Trauma-Informed Care

There’s a movement in the country to include all aspects of healthcare under the trauma-informed umbrella. This umbrella also extends to schools and other support services for teens. The idea is that if responsible adults in a position of authority realize the widespread impact of trauma and understand potential paths for recovery, recognize the signs and symptoms of trauma, and actively seek to actively resist re-traumatization, then they can mitigate some of the negative effects of trauma, which in some cases include homelessness. The six components of trauma-informed care, as identified by the Substance Abuse and Health Services Administration (SAMHSA), are: 1. Safety 2. Trustworthiness and Transparency, Safety 3. Peer Support, Collaboration, and Mutuality 4. Empowerment, Voice, and Choice, 4. Cultural, Historic, and Gender Issues.

Social Networks

Several studies show that social connectedness improves self-esteem and reduces depressive symptoms and instances of substance use disorder in homeless youth. Shelter workers warn that in most cases, social connectedness is a positive factor in the lives of homeless youth and adolescents. They offer a caveat, though.
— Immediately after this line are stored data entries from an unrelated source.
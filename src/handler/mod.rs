//! Request handler module
//!
//! Classifies each parsed request as dynamic or static and produces the
//! response: dynamic-prefix paths go through the dispatcher, everything
//! else is resolved against the document root.

pub mod router;
pub mod static_files;

// Re-export main entry point
pub use router::{handle_request, Request};
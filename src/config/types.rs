// Configuration types module
// Defines all configuration-related data structures

use serde::Deserialize;

/// Main configuration structure
#[derive(Debug, Deserialize, Clone)]
pub struct Config {
    pub server: ServerConfig,
    pub routing: RoutingConfig,
    pub logging: LoggingConfig,
    pub performance: PerformanceConfig,
}

/// Server configuration
#[derive(Debug, Deserialize, Clone)]
pub struct ServerConfig {
    pub host: String,
    pub port: u16,
    /// Worker pool size. Bounds how many connections are handled in
    /// parallel; excess accepted connections queue for a free worker.
    pub workers: usize,
}

/// Routing configuration
#[derive(Debug, Deserialize, Clone)]
pub struct RoutingConfig {
    /// Path prefix that routes a request to the dispatcher instead of
    /// the static-file responder.
    pub dynamic_prefix: String,
    /// Directory that static files are served from.
    pub document_root: String,
    /// Files tried in order when a directory is requested.
    pub index_files: Vec<String>,
}

/// Logging configuration
#[derive(Debug, Deserialize, Clone)]
pub struct LoggingConfig {
    pub level: String,
    pub access_log: bool,
    /// Access log format (common, or a custom pattern)
    #[serde(default = "default_access_log_format")]
    pub access_log_format: String,
    /// Access log file path (optional, stdout if not set)
    #[serde(default)]
    pub access_log_file: Option<String>,
    /// Error log file path (optional, stderr if not set)
    #[serde(default)]
    pub error_log_file: Option<String>,
}

#[allow(clippy::missing_const_for_fn)]
fn default_access_log_format() -> String {
    "common".to_string()
}

/// Performance configuration
#[derive(Debug, Deserialize, Clone)]
pub struct PerformanceConfig {
    /// Seconds allowed for reading the request line and headers.
    pub read_timeout: u64,
    /// Seconds allowed for writing the response.
    pub write_timeout: u64,
}
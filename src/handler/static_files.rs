//! Static file serving module
//!
//! Resolves request paths against the document root and serves the file
//! bytes verbatim. Resolution is canonicalized and checked for containment
//! under the document root, so `..` segments cannot escape it.

use crate::config::RoutingConfig;
use crate::http::{mime, Reply};
use crate::logger;
use std::path::Path;
use tokio::fs;

/// Serve a static file for the given base path (query already stripped)
pub async fn serve(path: &str, routing: &RoutingConfig) -> Reply {
    match load_from_root(&routing.document_root, path, &routing.index_files).await {
        Some((content, content_type)) => Reply::static_ok(content_type, &content),
        None => Reply::not_found(),
    }
}

/// Load a file from the document root with index file support.
/// Returns None when the file does not exist or resolves outside the root.
pub async fn load_from_root(
    document_root: &str,
    path: &str,
    index_files: &[String],
) -> Option<(Vec<u8>, &'static str)> {
    let relative_path = path.trim_start_matches('/');
    let mut file_path = Path::new(document_root).join(relative_path);

    let root_canonical = match Path::new(document_root).canonicalize() {
        Ok(p) => p,
        Err(e) => {
            logger::log_warning(&format!(
                "Document root not found or inaccessible '{document_root}': {e}"
            ));
            return None;
        }
    };

    // Directory targets fall back to index files
    if file_path.is_dir() || relative_path.is_empty() || relative_path.ends_with('/') {
        for index_file in index_files {
            let index_path = file_path.join(index_file);
            if index_path.is_file() {
                file_path = index_path;
                break;
            }
        }
    }

    // A missing file is an ordinary 404, not worth a warning
    let Ok(file_canonical) = file_path.canonicalize() else {
        return None;
    };
    if !file_canonical.starts_with(&root_canonical) {
        logger::log_warning(&format!(
            "Path traversal attempt blocked: {} -> {}",
            path,
            file_canonical.display()
        ));
        return None;
    }

    let content = match fs::read(&file_canonical).await {
        Ok(c) => c,
        Err(e) => {
            logger::log_error(&format!(
                "Failed to read file '{}': {}",
                file_canonical.display(),
                e
            ));
            return None;
        }
    };

    let content_type = mime::get_content_type(file_canonical.extension().and_then(|e| e.to_str()));

    Some((content, content_type))
}
//! HTTP protocol layer module
//!
//! Wire-level response building and content-type detection, decoupled from
//! routing and business logic. Responses are HTTP/1.1-framed but follow the
//! one-request-per-connection contract: the connection is closed after the
//! body, so dynamic responses need no Content-length.

pub mod mime;
pub mod response;

// Re-export commonly used types
pub use mime::get_content_type;
pub use response::Reply;
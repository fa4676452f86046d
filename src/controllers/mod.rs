//! Built-in controllers
//!
//! Business handlers registered into the route registry at startup. Each
//! controller declares its routes, parameter names, defaults and target
//! types in an explicit table; the dispatch core stays generic.

mod clock;
mod greeting;
mod math;

pub use clock::ClockService;
pub use greeting::GreetingService;
pub use math::SqrtService;

use crate::routing::registry::RouteRegistry;

/// Build the registry with every built-in controller registered
#[must_use]
pub fn build_registry() -> RouteRegistry {
    let mut registry = RouteRegistry::new();
    registry.register(GreetingService::new());
    registry.register(ClockService::new());
    registry.register(SqrtService::new());
    registry
}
Some social connections result in “adverse substance use outcomes.” Therefore, the quality and type of connections made in shelters and drop-in centers should be closely monitored by staff.

Computer Access

A study on over a hundred homeless adolescents in the Los Angeles area found that teens who used email and social media to maintain connections with friends and family were more likely to use computers to search for and gain employment and stable housing.

Homeless teens need the same things all teens need: safety, stability, and support from responsible, caring adults. Upon close inspection, these interventions have something in common. They fill gaps in the lives of homeless teens that would not exist if they had secure housing and the consistent, positive attention of adults invested in their health and well-being.

Creating Safe Spaces for Homeless Adolescents

Homelessness during adolescence has repercussions that extend beyond the acute stress of finding daily food and shelter. If we stop and think about that for a moment, however, we realize that many U.S. citizens never experience daily stress on this level. We should never, therefore, minimize the impact this type of prolonged stress has on the life of any individual. Most of us experience ups and downs, and for many of us there are times when money is uncomfortably tight. But homeless teens experience basic survival stress every day they’re homeless. This acute, toxic stress increases their already elevated risk of developing mental health, alcohol, and/or substance use disorders. Their homelessness also impacts their academic achievement, their ability to finish high school, and their ability to seek and gain employment.

Initiatives to treat and improve the mental health of homeless teens need to address – or at least be informed by – all the factors at play in the teen’s life. A complete, integrated strategy to support these teens is the ultimate goal. The current ecosystem of shelters, drop-in centers, and food/clothing banks offer essential support, but homeless teens need more. They need stable housing and comprehensive support designed to meet their individual needs. When we, as a society, allow our teens to fall through the cracks, we are the lesser for it. However, when we support the transition of every child through adolescence and propel them toward a productive adulthood, we improve not only their lives, but our society as a whole.